PMLA Covers a Windfall for Crypto

Over the past few years, digital assets and cryptocurrencies have become mainstream, with increasing trading volumes, entry of new players and exchanges into global and Indian markets, increased surveillance of law enforcement, the emergence of a global dialogue on the preferred means of recognition and regulation of digital assets, Central Discourse related to banking digital currency (CBDC), and of course, recent developments around certain exchanges and widely traded digital currencies. India is said to be one of the world’s top three digital asset markets.

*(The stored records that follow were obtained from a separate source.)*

//! AssemblyAI transcription provider.

use anyhow::{Context, Result};
use async_trait::async_trait;
use serde::{Deserialize, Serialize};
use std::path::Path;
use tracing::{debug, error, info};

use super::{JobState, ProviderUtterance, TranscriptionProvider};
use crate::error::{PipelineError, ProviderStage};

/// Response from the upload endpoint
#[derive(Debug, Deserialize)]
struct UploadResponse {
    upload_url: String,
}

/// Request body for creating a transcript
#[derive(Debug, Serialize)]
struct TranscriptRequest {
    audio_url: String,
    speaker_labels: bool,
}

/// Response from transcript creation and polling
#[derive(Debug, Deserialize)]
struct TranscriptResponse {
    id: String,
    status: TranscriptStatus,
    #[serde(default)]
    utterances: Option<Vec<AssemblyUtterance>>,
    #[serde(default)]
    audio_duration: Option<f64>,
    #[serde(default)]
    error: Option<String>,
}

#[derive(Debug, Deserialize)]
struct AssemblyUtterance {
    speaker: String,
    start: u64,
    end: u64,
    text: String,
}

#[derive(Debug, Deserialize, PartialEq)]
#[serde(rename_all = "lowercase")]
enum TranscriptStatus {
    Queued,
    Processing,
    Completed,
    Error,
}

pub struct AssemblyAiProvider {
    client: reqwest::Client,
    api_key: String,
    base_url: String,
}

impl AssemblyAiProvider {
    pub fn new(api_key: String, endpoint: Option<String>) -> Self {
        let base_url = endpoint.unwrap_or_else(|| "https://api.assemblyai.com/v2".to_string());

        info!(
            "Initialized AssemblyAI provider with base URL: {}",
            base_url
        );

        Self {
            client: reqwest::Client::new(),
            api_key,
            base_url,
        }
    }

    fn stage_error(stage: ProviderStage, message: impl Into<String>) -> anyhow::Error {
        PipelineError::Provider {
            stage,
            message: message.into(),
        }
        .into()
    }
}

#[async_trait]
impl TranscriptionProvider for AssemblyAiProvider {
    fn name(&self) -> &'static str {
        "AssemblyAI"
    }

    async fn upload(&self, audio_path: &Path) -> Result<String> {
        let upload_url = format!("{}/upload", self.base_url);

        debug!("Uploading audio file to AssemblyAI: {:?}", audio_path);

        let audio_data = tokio::fs::read(audio_path)
            .await
            .with_context(|| format!("Failed to read audio file {:?}", audio_path))?;

        let response = self
            .client
            .post(&upload_url)
            .header("Authorization", &self.api_key)
            .header("Content-Type", "application/octet-stream")
            .body(audio_data)
            .send()
            .await
            .map_err(|e| Self::stage_error(ProviderStage::Upload, e.to_string()))?;

        let status = response.status();
        let response_text = response
            .text()
            .await
            .map_err(|e| Self::stage_error(ProviderStage::Upload, e.to_string()))?;

        if !status.is_success() {
            error!(
                "AssemblyAI upload failed with status {}: {}",
                status, response_text
            );
            return Err(Self::stage_error(
                ProviderStage::Upload,
                format!("status {status}: {response_text}"),
            ));
        }

        let upload_response: UploadResponse =
            serde_json::from_str(&response_text).context("Failed to parse upload response")?;

        debug!("Audio uploaded: {}", upload_response.upload_url);
        Ok(upload_response.upload_url)
    }

    async fn submit_job(&self, upload_ref: &str) -> Result<String> {
        let transcript_url = format!("{}/transcript", self.base_url);

        let request_body = TranscriptRequest {
            audio_url: upload_ref.to_string(),
            speaker_labels: true,
        };

        debug!("Submitting transcription job with speaker diarization");

        let response = self
            .client
            .post(&transcript_url)
            .header("Authorization", &self.api_key)
            .json(&request_body)
            .send()
            .await
            .map_err(|e| Self::stage_error(ProviderStage::Job, e.to_string()))?;

        let status = response.status();
        let response_text = response
            .text()
            .await
            .map_err(|e| Self::stage_error(ProviderStage::Job, e.to_string()))?;

        if !status.is_success() {
            error!(
                "AssemblyAI job submission failed with status {}: {}",
                status, response_text
            );
            return Err(Self::stage_error(
                ProviderStage::Job,
                format!("status {status}: {response_text}"),
            ));
        }

        let transcript_response: TranscriptResponse =
            serde_json::from_str(&response_text).context("Failed to parse job response")?;

        debug!("Transcription job submitted: {}", transcript_response.id);
        Ok(transcript_response.id)
    }

    async fn poll_job(&self, job_id: &str) -> Result<JobState> {
        let poll_url = format!("{}/transcript/{}", self.base_url, job_id);

        let response = self
            .client
            .get(&poll_url)
            .header("Authorization", &self.api_key)
            .send()
            .await
            .map_err(|e| Self::stage_error(ProviderStage::Poll, e.to_string()))?;

        let status = response.status();
        let response_text = response
            .text()
            .await
            .map_err(|e| Self::stage_error(ProviderStage::Poll, e.to_string()))?;

        if !status.is_success() {
            error!(
                "AssemblyAI poll failed with status {}: {}",
                status, response_text
            );
            return Err(Self::stage_error(
                ProviderStage::Poll,
                format!("status {status}: {response_text}"),
            ));
        }

        let transcript_response: TranscriptResponse =
            serde_json::from_str(&response_text).context("Failed to parse poll response")?;

        let state = match transcript_response.status {
            TranscriptStatus::Queued => JobState::Queued,
            TranscriptStatus::Processing => JobState::Processing,
            TranscriptStatus::Completed => JobState::Completed {
                utterances: transcript_response
                    .utterances
                    .unwrap_or_default()
                    .into_iter()
                    .map(|u| ProviderUtterance {
                        speaker: u.speaker,
                        start_ms: u.start,
                        end_ms: u.end,
                        text: u.text,
                    })
                    .collect(),
                duration_seconds: transcript_response.audio_duration.unwrap_or(0.0) as u64,
            },
            TranscriptStatus::Error => JobState::Error {
                message: transcript_response
                    .error
                    .unwrap_or_else(|| "Unknown error".to_string()),
            },
        };

        Ok(state)
    }
}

The concern of governments and regulators has globally expressed concerns about digital and crypto assets revolving around anonymity as well as those assets circumventing age-established financial transaction oversight frameworks such as anti-money laundering. (AML), Financial Terrorism Control (CFT), Tax Evasion, Exchange Control Rules, Customer Identification (KYC), Suspicious Transaction Monitoring, Record Keeping and Reporting . The Financial Action Task Force (FATF), Bank for International Settlements (BIS), Organization for Economic Co-operation and Development (OECD), and global regulators, such as those in the United States and United Kingdom, as well that the March 9, 2022 Biden Order helped build global and national consensus on balancing the benefits of emerging crypto technology against the risks to the financial order stemming from “bad actor” concerns, considering the use and trading of Virtual Digital Assets (VDAs), as they are now popularly known.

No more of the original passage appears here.